The GVB president’s strategy is to build a grassroots network of Guam and Philippine mayors and other public officials to create a groundswell of popular support that can’t help but be noticed and appreciated by decision-makers from Guam to Manila to Washington.
More recently, Guam Sen. Will Parkinson has introduced Resolution No. 14-37 (COR) asking Guam Gov. Lou Leon Guerrero to petition Homeland Security for visa waivers for Filipinos planning trips to Guam, under the authority granted her by Public Law 110-229, the Consolidated Natural Resources Act of 2008.
Parkinson’s resolution states, “the people of Guam recognize and support the need for a Guam-CNMI visa waiver for the Philippines to grow our tourism base, help boost our economic recovery and capture more of the growing tourism market from the Philippines.”
Parkinson has also stated publicly that the US military officials he met with on the island had no problem with his push for visa waivers for visiting Filipinos.

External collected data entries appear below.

//! # Database Handle
//!
//! Opens the back office's SQLite file and hands out repositories.
//!
//! ```text
//!   keystone.toml [database]
//!        │
//!        ▼
//!   DbConfig::new(path)  ──►  Database::open  ──►  migrations::apply
//!                                  │
//!                                  ├── documents()  estimates, orders, invoices
//!                                  ├── products()   catalog
//!                                  └── customers()  accounts + markup rules
//! ```
//!
//! The journal runs in WAL mode: a `receivables` report keeps reading while
//! a bulk payment's transaction writes.

use sqlx::sqlite::{SqliteConnectOptions, SqliteJournalMode, SqlitePoolOptions, SqliteSynchronous};
use sqlx::SqlitePool;
use std::fmt;
use std::path::PathBuf;
use std::str::FromStr;
use std::time::Duration;
use tracing::{debug, info};

use crate::error::{DbError, DbResult};
use crate::migrations;
use crate::repository::customer::CustomerRepository;
use crate::repository::document::DocumentRepository;
use crate::repository::product::ProductRepository;
use crate::repository::{CatalogStore, DocumentFilter, DocumentStore};
use keystone_core::{Customer, Document, Product};

// =============================================================================
// Configuration
// =============================================================================

/// Where the data lives.
#[derive(Debug, Clone, PartialEq, Eq)]
pub enum DbLocation {
    /// A database file, created on first open.
    File(PathBuf),
    /// A private in-memory database that disappears with its pool.
    Memory,
}

impl fmt::Display for DbLocation {
    fn fmt(&self, f: &mut fmt::Formatter<'_>) -> fmt::Result {
        match self {
            DbLocation::File(path) => write!(f, "{}", path.display()),
            DbLocation::Memory => f.write_str(":memory:"),
        }
    }
}

/// How to open the database.
///
/// ```rust,ignore
/// let config = DbConfig::new(config.database_path()?).max_connections(4);
/// let db = Database::open(config).await?;
/// ```
#[derive(Debug, Clone, PartialEq, Eq)]
pub struct DbConfig {
    pub location: DbLocation,
    /// Pool size for file databases; `[database] max_connections`.
    pub max_connections: u32,
}

impl DbConfig {
    pub fn new(path: impl Into<PathBuf>) -> Self {
        DbConfig {
            location: DbLocation::File(path.into()),
            max_connections: 5,
        }
    }

    /// Fresh, empty, fully migrated database for tests.
    pub fn in_memory() -> Self {
        DbConfig {
            location: DbLocation::Memory,
            max_connections: 1,
        }
    }

    pub fn max_connections(mut self, max: u32) -> Self {
        self.max_connections = max.max(1);
        self
    }

    fn connect_options(&self) -> DbResult<SqliteConnectOptions> {
        let options = match &self.location {
            DbLocation::File(path) => SqliteConnectOptions::new()
                .filename(path)
                .create_if_missing(true),
            DbLocation::Memory => SqliteConnectOptions::from_str("sqlite::memory:")
                .map_err(|e| DbError::ConnectionFailed(e.to_string()))?,
        };

        Ok(options
            .journal_mode(SqliteJournalMode::Wal)
            .synchronous(SqliteSynchronous::Normal)
            .foreign_keys(true))
    }

    fn pool_options(&self) -> SqlitePoolOptions {
        match self.location {
            DbLocation::File(_) => SqlitePoolOptions::new()
                .max_connections(self.max_connections)
                .acquire_timeout(Duration::from_secs(10)),
            // Each connection to :memory: is a separate database; keep exactly one alive
            DbLocation::Memory => SqlitePoolOptions::new()
                .max_connections(1)
                .min_connections(1)
                .idle_timeout(None::<Duration>)
                .max_lifetime(None::<Duration>),
        }
    }
}

// =============================================================================
// Database
// =============================================================================

/// An open, migrated SQLite database.
///
/// Implements [`DocumentStore`] and [`CatalogStore`] by delegating to the
/// repositories, so commands are written once against the traits and run
/// on SQLite or on the in-memory store.
#[derive(Debug, Clone)]
pub struct Database {
    pool: SqlitePool,
}

impl Database {
    /// Connects and applies any pending schema migrations.
    pub async fn open(config: DbConfig) -> DbResult<Self> {
        debug!(location = %config.location, "Opening database");

        let pool = config
            .pool_options()
            .connect_with(config.connect_options()?)
            .await
            .map_err(|e| DbError::ConnectionFailed(format!("{}: {}", config.location, e)))?;

        migrations::apply(&pool).await?;

        info!(location = %config.location, max_connections = config.max_connections, "Database ready");
        Ok(Database { pool })
    }

    pub(crate) fn pool(&self) -> &SqlitePool {
        &self.pool
    }

    pub fn documents(&self) -> DocumentRepository {
        DocumentRepository::new(self.pool.clone())
    }

    pub fn products(&self) -> ProductRepository {
        ProductRepository::new(self.pool.clone())
    }

    pub fn customers(&self) -> CustomerRepository {
        CustomerRepository::new(self.pool.clone())
    }

    /// Waits for in-flight queries, then closes every connection.
    pub async fn close(&self) {
        debug!("Closing database");
        self.pool.close().await;
    }
}

// =============================================================================
// Store Traits
// =============================================================================

impl DocumentStore for Database {
    async fn list_documents(&self, filter: &DocumentFilter) -> DbResult<Vec<Document>> {
        self.documents().list(filter).await
    }

    async fn get_document(&self, id: &str) -> DbResult<Option<Document>> {
        self.documents().get_by_id(id).await
    }

    async fn save_document(&self, document: &Document) -> DbResult<Document> {
        self.documents().save(document).await
    }

    async fn save_documents(&self, documents: &[Document]) -> DbResult<Vec<Document>> {
        self.documents().save_all(documents).await
    }

    async fn delete_document(&self, id: &str) -> DbResult<()> {
        self.documents().delete(id).await
    }
}

impl CatalogStore for Database {
    async fn list_products(&self) -> DbResult<Vec<Product>> {
        self.products().list().await
    }

    async fn get_product(&self, id: &str) -> DbResult<Option<Product>> {
        self.products().get_by_id(id).await
    }

    async fn save_product(&self, product: &Product) -> DbResult<Product> {
        self.products().upsert(product).await
    }

    async fn list_customers(&self) -> DbResult<Vec<Customer>> {
        self.customers().list().await
    }

    async fn get_customer(&self, id: &str) -> DbResult<Option<Customer>> {
        self.customers().get_by_id(id).await
    }

    async fn save_customer(&self, customer: &Customer) -> DbResult<Customer> {
        self.customers().upsert(customer).await
    }
}

#[cfg(test)]
mod tests {
    use super::*;

    #[tokio::test]
    async fn test_memory_database_survives_idle_pool() {
        let db = Database::open(DbConfig::in_memory()).await.unwrap();
        db.save_customer(&Customer::new("c-1", "Acme")).await.unwrap();

        assert_eq!(db.list_customers().await.unwrap().len(), 1);
        assert!(db.get_document("missing").await.unwrap().is_none());
    }

    #[tokio::test]
    async fn test_file_database_keeps_data_between_opens() {
        let path = std::env::temp_dir().join(format!("keystone-pool-{}.db", crate::generate_id()));

        let db = Database::open(DbConfig::new(&path).max_connections(2)).await.unwrap();
        db.save_customer(&Customer::new("c-1", "Acme")).await.unwrap();
        db.close().await;

        let reopened = Database::open(DbConfig::new(&path)).await.unwrap();
        let customer = reopened.get_customer("c-1").await.unwrap().unwrap();
        assert_eq!(customer.name, "Acme");
        reopened.close().await;

        for suffix in ["", "-wal", "-shm"] {
            let _ = std::fs::remove_file(format!("{}{}", path.display(), suffix));
        }
    }

    #[test]
    fn test_pool_size_is_at_least_one() {
        let config = DbConfig::new("/tmp/k.db").max_connections(0);
        assert_eq!(config.max_connections, 1);
        assert_eq!(config.location.to_string(), "/tmp/k.db");
        assert_eq!(DbConfig::in_memory().location.to_string(), ":memory:");
    }
}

“US military contractors have developed an insatiable reliance on skilled Filipino laborers to continue building defense installations in Guam,” Gutierrez said.
“And our village mayors know why. Guam’s Filipino guest workers represent the high level of sophistication that the outbound Philippine travel market has reached. They reside in our civilian villages, make and spend good money here on the island, and respect our laws and customs.
“And GVB statistics show that leisure travelers from the Philippines are among the highest spenders per capita among all Asian visitors whenever their US visa approvals pull through,” Gutierrez said.
Rep. Rodriguez’s resolution observes, “upwards of 70,000 Filipinos residing in Guam beckon their families to visit them, and hundreds of H-2B visa workers now residing in Guam also wish to be visited by their families.”
The resolution also points out that “U.S. passport holders have long been allowed to enter the Philippines without a visa [and]…the Philippines and the United States remain friendly defense allies and trade partners for mutual freedom and security.”
According to Gutierrez, Guam’s mayors and vice mayors are integral to building bilateral relationships with their counterparts in the Philippines and a rock-solid case for Philippine President Ferdinand Marcos, Jr., his cabinet, and the national congress to show how visa waivers will be good for the Philippines and Guam, including each destinations’ economic security.
“GVB extends its sincerest gratitude to Rep. Rodriguez and Sen. Parkinson for supporting our push to expand the Guam-CNMI Visa Waiver program to the Philippines, Gutierrez said.
“The Pacific community of islands cannot be expected to sacrifice precious resources to play host to the most powerful defense force on earth with one arm tied behind our back economically. No one knows our needs better than those in these communities. There has to be given and taken.”